#### Required action
Each line below is to be copied exactly as it appears.

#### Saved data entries
● ● ● ● ● ● ●
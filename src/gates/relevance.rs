use super::score::{default_matchers, extract_score, lenient_score};
use super::GateOutcome;
use crate::config::ScoreThreshold;
use crate::error::GenerationError;
use crate::lm::{plain_text, GenerationClient, ResponseShape, Structured};
use serde::Deserialize;

pub const RELEVANCE_SHAPE: ResponseShape = ResponseShape {
    name: "relevance",
    required_fields: &["relevance_score"],
    example: r#"{"relevance_score": 4, "relevance_feedback": "optional explanation"}"#,
};

#[derive(Debug, Clone, Deserialize)]
pub struct RelevanceReply {
    #[serde(deserialize_with = "lenient_score")]
    pub relevance_score: u32,
    #[serde(default)]
    pub relevance_feedback: String,
}

/// Relevance verdict. Advisory only: a failing gate adds feedback but never
/// blocks the draft by itself.
#[derive(Debug, Clone, PartialEq, Eq)]
pub struct RelevanceAssessment {
    /// `None` when no score could be read from the reply.
    pub score: Option<u32>,
    pub note: String,
    pub gate: GateOutcome,
}

pub fn assess_relevance(
    client: &GenerationClient,
    prompt: &str,
    threshold: ScoreThreshold,
) -> Result<RelevanceAssessment, GenerationError> {
    let reply = client.generate_structured::<RelevanceReply>(prompt, &RELEVANCE_SHAPE)?;
    Ok(evaluate_relevance(reply, threshold))
}

pub fn evaluate_relevance(
    reply: Structured<RelevanceReply>,
    threshold: ScoreThreshold,
) -> RelevanceAssessment {
    let (score, note) = match reply {
        Structured::Parsed(reply) => (
            Some(reply.relevance_score),
            reply.relevance_feedback.trim().to_string(),
        ),
        Structured::Degraded { raw, reason } => {
            tracing::warn!(%reason, "relevance reply degraded; trying score matchers");
            (extract_score(&raw, default_matchers()).ok(), plain_text(&raw))
        }
    };

    let gate = match score {
        Some(score) if score >= threshold.threshold => GateOutcome::passed(),
        Some(score) => {
            let mut detail = format!(
                "Relevance check: the draft scored {score}/{max}, below the threshold of {min}. \
Keep the draft closer to the themes and narrative of the initial draft.",
                max = threshold.scale_max,
                min = threshold.threshold,
            );
            if !note.is_empty() {
                detail.push_str("\nAssessor notes: ");
                detail.push_str(&note);
            }
            GateOutcome::failed(detail)
        }
        None => GateOutcome::failed(
            "Relevance check: the assessment could not be read. \
Make sure the draft stays faithful to the initial draft.",
        ),
    };
    RelevanceAssessment { score, note, gate }
}

#[cfg(test)]
mod tests {
    use super::*;

    const THRESHOLD: ScoreThreshold = ScoreThreshold {
        threshold: 4,
        scale_max: 5,
    };

    fn parsed(score: u32, feedback: &str) -> Structured<RelevanceReply> {
        Structured::Parsed(RelevanceReply {
            relevance_score: score,
            relevance_feedback: feedback.to_string(),
        })
    }

    #[test]
    fn score_at_threshold_passes() {
        let assessment = evaluate_relevance(parsed(4, ""), THRESHOLD);
        assert_eq!(assessment.score, Some(4));
        assert!(assessment.gate.pass);
    }

    #[test]
    fn low_score_carries_assessor_notes() {
        let assessment = evaluate_relevance(parsed(2, "Drops the outage story."), THRESHOLD);
        assert!(!assessment.gate.pass);
        assert!(assessment.gate.detail.contains("scored 2/5"));
        assert!(assessment.gate.detail.contains("Drops the outage story."));
    }

    #[test]
    fn degraded_reply_falls_back_to_matchers() {
        let reply = Structured::Degraded {
            raw: "Relevance score: 5, it keeps the story.".to_string(),
            reason: "invalid JSON".to_string(),
        };
        let assessment = evaluate_relevance(reply, THRESHOLD);
        assert_eq!(assessment.score, Some(5));
        assert!(assessment.gate.pass);
    }

    #[test]
    fn unreadable_reply_is_advisory_failure() {
        let reply = Structured::Degraded {
            raw: "It is fine I guess.".to_string(),
            reason: "empty response".to_string(),
        };
        let assessment = evaluate_relevance(reply, THRESHOLD);
        assert_eq!(assessment.score, None);
        assert!(!assessment.gate.pass);
        assert!(assessment.gate.detail.contains("could not be read"));
    }

    #[test]
    fn string_scores_deserialize() {
        let reply: RelevanceReply =
            serde_json::from_str(r#"{"relevance_score": "3"}"#).expect("reply");
        assert_eq!(reply.relevance_score, 3);
        assert!(reply.relevance_feedback.is_empty());
    }
}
● ● ● ● ● ● ●
#### Solution to this exercise
filename src/gates/relevance.rs
use super::score::{default_matchers, extract_score, lenient_score};
use super::GateOutcome;
use crate::config::ScoreThreshold;
use crate::error::GenerationError;
use crate::lm::{plain_text, GenerationClient, ResponseShape, Structured};
use serde::Deserialize;

pub const RELEVANCE_SHAPE: ResponseShape = ResponseShape {
    name: "relevance",
    required_fields: &["relevance_score"],
    example: r#"{"relevance_score": 4, "relevance_feedback": "optional explanation"}"#,
};

#[derive(Debug, Clone, Deserialize)]
pub struct RelevanceReply {
    #[serde(deserialize_with = "lenient_score")]
    pub relevance_score: u32,
    #[serde(default)]
    pub relevance_feedback: String,
}

/// Relevance verdict. Advisory only: a failing gate adds feedback but never
/// blocks the draft by itself.
#[derive(Debug, Clone, PartialEq, Eq)]
pub struct RelevanceAssessment {
    /// `None` when no score could be read from the reply.
    pub score: Option<u32>,
    pub note: String,
    pub gate: GateOutcome,
}

pub fn assess_relevance(
    client: &GenerationClient,
    prompt: &str,
    threshold: ScoreThreshold,
) -> Result<RelevanceAssessment, GenerationError> {
    let reply = client.generate_structured::<RelevanceReply>(prompt, &RELEVANCE_SHAPE)?;
    Ok(evaluate_relevance(reply, threshold))
}

pub fn evaluate_relevance(
    reply: Structured<RelevanceReply>,
    threshold: ScoreThreshold,
) -> RelevanceAssessment {
    let (score, note) = match reply {
        Structured::Parsed(reply) => (
            Some(reply.relevance_score),
            reply.relevance_feedback.trim().to_string(),
        ),
        Structured::Degraded { raw, reason } => {
            tracing::warn!(%reason, "relevance reply degraded; trying score matchers");
            (extract_score(&raw, default_matchers()).ok(), plain_text(&raw))
        }
    };

    let gate = match score {
        Some(score) if score >= threshold.threshold => GateOutcome::passed(),
        Some(score) => {
            let mut detail = format!(
                "Relevance check: the draft scored {score}/{max}, below the threshold of {min}. \
Keep the draft closer to the themes and narrative of the initial draft.",
                max = threshold.scale_max,
                min = threshold.threshold,
            );
            if !note.is_empty() {
                detail.push_str("\nAssessor notes: ");
                detail.push_str(&note);
            }
            GateOutcome::failed(detail)
        }
        None => GateOutcome::failed(
            "Relevance check: the assessment could not be read. \
Make sure the draft stays faithful to the initial draft.",
        ),
    };
    RelevanceAssessment { score, note, gate }
}

#[cfg(test)]
mod tests {
    use super::*;

    const THRESHOLD: ScoreThreshold = ScoreThreshold {
        threshold: 4,
        scale_max: 5,
    };

    fn parsed(score: u32, feedback: &str) -> Structured<RelevanceReply> {
        Structured::Parsed(RelevanceReply {
            relevance_score: score,
            relevance_feedback: feedback.to_string(),
        })
    }

    #[test]
    fn score_at_threshold_passes() {
        let assessment = evaluate_relevance(parsed(4, ""), THRESHOLD);
        assert_eq!(assessment.score, Some(4));
        assert!(assessment.gate.pass);
    }

    #[test]
    fn low_score_carries_assessor_notes() {
        let assessment = evaluate_relevance(parsed(2, "Drops the outage story."), THRESHOLD);
        assert!(!assessment.gate.pass);
        assert!(assessment.gate.detail.contains("scored 2/5"));
        assert!(assessment.gate.detail.contains("Drops the outage story."));
    }

    #[test]
    fn degraded_reply_falls_back_to_matchers() {
        let reply = Structured::Degraded {
            raw: "Relevance score: 5, it keeps the story.".to_string(),
            reason: "invalid JSON".to_string(),
        };
        let assessment = evaluate_relevance(reply, THRESHOLD);
        assert_eq!(assessment.score, Some(5));
        assert!(assessment.gate.pass);
    }

    #[test]
    fn unreadable_reply_is_advisory_failure() {
        let reply = Structured::Degraded {
            raw: "It is fine I guess.".to_string(),
            reason: "empty response".to_string(),
        };
        let assessment = evaluate_relevance(reply, THRESHOLD);
        assert_eq!(assessment.score, None);
        assert!(!assessment.gate.pass);
        assert!(assessment.gate.detail.contains("could not be read"));
    }

    #[test]
    fn string_scores_deserialize() {
        let reply: RelevanceReply =
            serde_json::from_str(r#"{"relevance_score": "3"}"#).expect("reply");
        assert_eq!(reply.relevance_score, 3);
        assert!(reply.relevance_feedback.is_empty());
    }
}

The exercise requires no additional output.